DIRECTIONS:
Report how many lines in the data include the string "ReactBody", and add nothing else.

· · · · · · ·

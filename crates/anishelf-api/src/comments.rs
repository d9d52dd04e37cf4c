//! Handlers for comments and reactions on an anime page.
//!
//! Every endpoint requires a signed-in viewer and answers with a redirect
//! back to the referring page (falling back to `/anime/:id`).

use std::sync::Arc;

use anishelf_core::{
  anime::AnimeId,
  comment::{Comment, CommentId, MAX_BODY_CHARS, NewComment, ReactionValue},
  notification::{NewNotification, NotificationData},
  store::CatalogStore,
};
use axum::{
  Json,
  extract::{Path, State},
  http::HeaderMap,
  response::Redirect,
};
use serde::Deserialize;

use crate::{error::ApiError, redirect_back, viewer::Viewer};

fn anime_page(id: AnimeId) -> String { format!("/anime/{id}") }

fn validate_body(body: &str) -> Result<String, ApiError> {
  let body = body.trim();
  if body.is_empty() {
    return Err(ApiError::Validation("comment body is required".into()));
  }
  if body.chars().count() > MAX_BODY_CHARS {
    return Err(ApiError::Validation(format!(
      "comment body must be at most {MAX_BODY_CHARS} characters"
    )));
  }
  Ok(body.to_owned())
}

async fn ensure_anime<S: CatalogStore>(store: &S, id: AnimeId) -> Result<(), ApiError> {
  store
    .get_anime(id)
    .await
    .map_err(ApiError::store)?
    .map(|_| ())
    .ok_or_else(|| ApiError::NotFound(format!("anime {id} not found")))
}

/// The comment `comment_id`, provided it belongs to anime `anime_id`.
async fn comment_on<S: CatalogStore>(
  store: &S,
  anime_id: AnimeId,
  comment_id: CommentId,
) -> Result<Comment, ApiError> {
  store
    .get_comment(comment_id)
    .await
    .map_err(ApiError::store)?
    .filter(|c| c.anime_id == anime_id)
    .ok_or_else(|| ApiError::NotFound(format!("comment {comment_id} not found")))
}

// ─── Create ──────────────────────────────────────────────────────────────────

#[derive(Debug, Deserialize)]
pub struct CreateBody {
  #[serde(default)]
  pub body:      String,
  pub parent_id: Option<CommentId>,
}

/// `POST /anime/:id/comments`
pub async fn create<S>(
  State(store): State<Arc<S>>,
  viewer: Viewer,
  headers: HeaderMap,
  Path(anime_id): Path<AnimeId>,
  Json(input): Json<CreateBody>,
) -> Result<Redirect, ApiError>
where
  S: CatalogStore,
{
  let user = viewer.require()?;
  ensure_anime(store.as_ref(), anime_id).await?;
  let body = validate_body(&input.body)?;

  let parent = match input.parent_id {
    Some(pid) => Some(comment_on(store.as_ref(), anime_id, pid).await?),
    None => None,
  };

  let comment = store
    .add_comment(NewComment {
      anime_id,
      user_id: user.user_id,
      parent_id: parent.as_ref().map(|p| p.comment_id),
      body,
    })
    .await
    .map_err(ApiError::store)?;

  if let Some(parent) = parent
    && parent.user_id != user.user_id
  {
    store
      .add_notification(NewNotification {
        user_id: parent.user_id,
        data:    NotificationData::comment_reply(user, anime_id, &comment),
      })
      .await
      .map_err(ApiError::store)?;
  }

  tracing::debug!(anime_id, comment_id = comment.comment_id, "comment added");
  Ok(redirect_back(&headers, &anime_page(anime_id)))
}

// ─── Update ──────────────────────────────────────────────────────────────────

#[derive(Debug, Deserialize)]
pub struct UpdateBody {
  #[serde(default)]
  pub body: String,
}

/// `PUT /anime/:id/comments/:comment_id`. Author only.
pub async fn update<S>(
  State(store): State<Arc<S>>,
  viewer: Viewer,
  headers: HeaderMap,
  Path((anime_id, comment_id)): Path<(AnimeId, CommentId)>,
  Json(input): Json<UpdateBody>,
) -> Result<Redirect, ApiError>
where
  S: CatalogStore,
{
  let user = viewer.require()?;
  let comment = comment_on(store.as_ref(), anime_id, comment_id).await?;
  if comment.user_id != user.user_id {
    return Err(ApiError::Forbidden("only the author can edit a comment".into()));
  }
  let body = validate_body(&input.body)?;

  store.update_comment_body(comment_id, body).await.map_err(ApiError::store)?;
  Ok(redirect_back(&headers, &anime_page(anime_id)))
}

// ─── Delete ──────────────────────────────────────────────────────────────────

/// `DELETE /anime/:id/comments/:comment_id`. Author, moderator or admin.
pub async fn destroy<S>(
  State(store): State<Arc<S>>,
  viewer: Viewer,
  headers: HeaderMap,
  Path((anime_id, comment_id)): Path<(AnimeId, CommentId)>,
) -> Result<Redirect, ApiError>
where
  S: CatalogStore,
{
  let user = viewer.require()?;
  let comment = comment_on(store.as_ref(), anime_id, comment_id).await?;
  if comment.user_id != user.user_id && !user.role.can_moderate() {
    return Err(ApiError::Forbidden("not allowed to delete this comment".into()));
  }

  store.delete_comment(comment_id).await.map_err(ApiError::store)?;
  tracing::debug!(anime_id, comment_id, by = user.user_id, "comment deleted");
  Ok(redirect_back(&headers, &anime_page(anime_id)))
}

// ─── React ───────────────────────────────────────────────────────────────────

#[derive(Debug, Deserialize)]
pub struct ReactBody {
  pub value: i64,
}

/// `POST /anime/:id/comments/:comment_id/react` with `{"value": 1|-1}`.
pub async fn react<S>(
  State(store): State<Arc<S>>,
  viewer: Viewer,
  headers: HeaderMap,
  Path((anime_id, comment_id)): Path<(AnimeId, CommentId)>,
  Json(input): Json<ReactBody>,
) -> Result<Redirect, ApiError>
where
  S: CatalogStore,
{
  let user = viewer.require()?;
  let value = ReactionValue::try_from(input.value)
    .map_err(|_| ApiError::Validation("value must be 1 or -1".into()))?;
  let comment = comment_on(store.as_ref(), anime_id, comment_id).await?;

  let change = store.react(comment_id, user.user_id, value).await.map_err(ApiError::store)?;

  if change.notifies_owner() && comment.user_id != user.user_id {
    store
      .add_notification(NewNotification {
        user_id: comment.user_id,
        data:    NotificationData::comment_like(user, anime_id, &comment),
      })
      .await
      .map_err(ApiError::store)?;
  }

  Ok(redirect_back(&headers, &anime_page(anime_id)))
}
#[tokio::test]
async fn decline_and_cancel() {
  let app = TestApp::new().await;
  let alice = app.user("alice", Role::User).await;
  let bob = app.user("bob", Role::User).await;
  let carol = app.user("carol", Role::User).await;

  app.call("POST", &format!("/friends/request/{}", bob.user_id), Some(&alice), None, None).await;
  app.call("POST", &format!("/friends/request/{}", carol.user_id), Some(&alice), None, None).await;
  let page = app.get("/users/alice/friends", Some(&alice)).await;
  let outgoing = page.body["outgoing"].as_array().unwrap();
  assert_eq!(outgoing.len(), 2);

  let to_bob = outgoing.iter().find(|r| r["user"]["username"] == "bob").unwrap()["id"].as_i64().unwrap();
  let to_carol =
    outgoing.iter().find(|r| r["user"]["username"] == "carol").unwrap()["id"].as_i64().unwrap();

  let resp = app
    .call("POST", &format!("/friends/request/{to_bob}/decline"), Some(&bob), None, None)
    .await;
  assert_eq!(resp.status, StatusCode::SEE_OTHER);

  let resp = app.call("DELETE", &format!("/friends/request/{to_carol}"), Some(&carol), None, None).await;
  assert_eq!(resp.status, StatusCode::FORBIDDEN);
  app.call("DELETE", &format!("/friends/request/{to_carol}"), Some(&alice), None, None).await;

  let page = app.get("/users/alice/friends", Some(&alice)).await;
  assert_eq!(page.body["outgoing"], json!([]));
  assert_eq!(page.body["friends"], json!([]));
}

// ─── Notifications ───────────────────────────────────────────────────────────

#[tokio::test]
async fn notification_inbox_management() {
  let app = TestApp::new().await;
  let alice = app.user("alice", Role::User).await;
  let sender = app.user("sender", Role::User).await;
  let other = app.user("other", Role::User).await;
  app.call("POST", &format!("/friends/request/{}", alice.user_id), Some(&sender), None, None).await;
  app.call("POST", &format!("/friends/request/{}", alice.user_id), Some(&other), None, None).await;

  assert_eq!(app.get("/notifications", None).await.status, StatusCode::UNAUTHORIZED);

  let inbox = app.get("/notifications?limit=0", Some(&alice)).await;
  assert_eq!(inbox.body["items"].as_array().unwrap().len(), 1);
  let id = inbox.body["items"][0]["notification_id"].as_str().unwrap().to_owned();

  let resp = app.call("DELETE", &format!("/notifications/{id}"), Some(&other), None, None).await;
  assert_eq!(resp.status, StatusCode::NOT_FOUND);
  let resp = app.call("DELETE", &format!("/notifications/{id}"), Some(&alice), None, None).await;
  assert_eq!(resp.status, StatusCode::NO_CONTENT);

  let resp = app.call("POST", "/notifications/read", Some(&alice), None, None).await;
  assert_eq!(resp.body["marked"], 1);
  assert_eq!(app.get("/notifications", Some(&alice)).await.body["unread_count"], 0);
}

// ─── Users ───────────────────────────────────────────────────────────────────

#[tokio::test]
async fn user_admin_rules() {
  let app = TestApp::new().await;
  let admin = app.user("admin", Role::Admin).await;
  let moderator = app.user("mod", Role::Moderator).await;
  let plain = app.user("plain", Role::User).await;
  let uri = format!("/admin/users/{}", plain.user_id);

  // A plain user resubmitting their own record cannot change name or role.
  let resp = app
    .call("PUT", &uri, Some(&plain), Some(json!({ "username": "boss", "role": "admin" })), None)
    .await;
  assert_eq!(resp.status, StatusCode::OK);
  assert_eq!(resp.body["username"], "plain");
  assert_eq!(resp.body["role"], "user");

  let resp = app
    .call(
      "PUT",
      &format!("/admin/users/{}", admin.user_id),
      Some(&plain),
      Some(json!({ "username": "x", "role": "user" })),
      None,
    )
    .await;
  assert_eq!(resp.status, StatusCode::FORBIDDEN);

  let resp = app
    .call("PUT", &uri, Some(&moderator), Some(json!({ "username": "admin", "role": "user" })), None)
    .await;
  assert_eq!(resp.status, StatusCode::UNPROCESSABLE_ENTITY);

  let resp = app
    .call("PUT", &uri, Some(&moderator), Some(json!({ "username": "renamed", "role": "moderator" })), None)
    .await;
  assert_eq!(resp.body["username"], "renamed");
  assert_eq!(resp.body["role"], "moderator");

  let resp = app.call("DELETE", &uri, Some(&moderator), None, None).await;
  assert_eq!(resp.status, StatusCode::FORBIDDEN);
  let resp = app.call("DELETE", &uri, Some(&admin), None, None).await;
  assert_eq!(resp.status, StatusCode::NO_CONTENT);

  // The deleted user's id now reads as anonymous.
  let resp = app.get("/notifications", Some(&plain)).await;
  assert_eq!(resp.status, StatusCode::UNAUTHORIZED);
}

· · · · · · ·

EXERCISE OUTPUT:
2